Based on the limited technical work that has been undertaken and the assumptions underlying this economic analysis SRK concludes that there is potential for profitable mining to take place at the La India deposit through targeting the La India, America and Mestiza veinsets. The positive financial indicators (IRR and NPV) suggest that further studies and exploration into the development of the project are justified.

The project is most sensitive to gold prices and a reduction of approximately 34% (USD917/oz) may result in the project becoming marginal.

Operating costs also play a key role in the economics of the deposit. An increase of a little over 67% (approximately 134/t) will also result in a marginal project. This is a possibility given the large variation in operating costs for Vein mining projects and will ultimately form a key part in the next phase of the deposits development.

In line with current strategy, mineralised material can be exploited from the three largest veinsets simultaneously to maximise the feed into the plant. The La India veinset is seen produce the most favourable economics due largely to the size of the Resource, high grades and higher production rate, improving capital efficiencies.

SRK recommends that future studies include an assessment on the sequencing of the various operations. There is a substantial decrease in production after the depletion of the open pit Resources. Logically, this would result in a subsequent increase in operating costs and may require a partial decommissioning. For the purposes of this study, the potential impacts of this have been ignored due to the early stages of the project's development and the potential for future exploration to expand the Resource base that the evaluation is based on.

Sequencing the underground operations after the open pit will flatten the production rate over an extended life of mine plan. As revenues are delayed until later in the schedule, there will be a reduction in the cashflow, however, so will the upfront capital costs reducing fundraising requirements. The pre-production exploration drilling costs will also reduce as the target mineralisation is closer to the surface and the number of exploration targets is reduced.

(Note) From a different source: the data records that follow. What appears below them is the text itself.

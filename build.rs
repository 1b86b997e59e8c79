use std::process::Command;

fn main() {
    // NOTCH_HUD_VERSION: release tooling can set this at build time.
    // Falls back to CARGO_PKG_VERSION (from Cargo.toml) for local builds.
    let version = std::env::var("NOTCH_HUD_VERSION")
        .unwrap_or_else(|_| std::env::var("CARGO_PKG_VERSION").unwrap_or_default());
    println!("cargo:rustc-env=NOTCH_HUD_VERSION={version}");

    // NOTCH_HUD_COMMIT: falls back to `git rev-parse --short HEAD`.
    let commit = std::env::var("NOTCH_HUD_COMMIT").unwrap_or_else(|_| {
        let output = Command::new("git")
            .args(["rev-parse", "--short", "HEAD"])
            .output();
        match output {
            Ok(o) if o.status.success() => {
                String::from_utf8_lossy(&o.stdout).trim().to_string()
            }
            _ => "unknown".to_string(),
        }
    });
    println!("cargo:rustc-env=NOTCH_HUD_COMMIT={commit}");

    println!("cargo:rerun-if-changed=.git/HEAD");
    println!("cargo:rerun-if-changed=.git/refs/heads/");
}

This could bring the project into production earlier, partially offsetting the reduction in NPV. It would also allow revenue from the open pit to fund the underground exploration programme.

To view the Figure associated with this press release, please visit the following link:

Resource Estimate Notes

The Mineral Resource Estimate completed by SRK Consulting (UK) Ltd ("SRK"), and the reporting standard adopted for the reporting of the Mineral Resources is that defined by the terms and definitions adopted the terminology, definitions and guidelines given in the Canadian Institute of Mining, Metallurgy and Petroleum (CIM) Standards on Mineral Resources and Mineral Reserves (December 2005) as required by National Instrument 43-101.

The majority of the drilling during 2012 has been focused on the La India and California veins for which SRK created a block model using parent block dimensions of 25 metres x 25 metres x 10 metres, into which up to 24 x 2 metre composite samples per block were used for estimation employing an ordinary kriging routine. Blocks have been subcelled to an appropriate level to reflect the geometry of the mineralisation. All composites have been capped where appropriate.

SRK has considered geological continuity, grade continuity, quality of the digitised database, sampling density, distance of block estimates from samples and estimation quality in order to classify the deposit in accordance with The CIM Code. Data quality, drill hole spacing and the interpreted continuity of grades controlled by the veins has allowed SRK to classify portions of the veins in the Indicated and Inferred Mineral Resource categories. The resource statement has been depleted for historical mining.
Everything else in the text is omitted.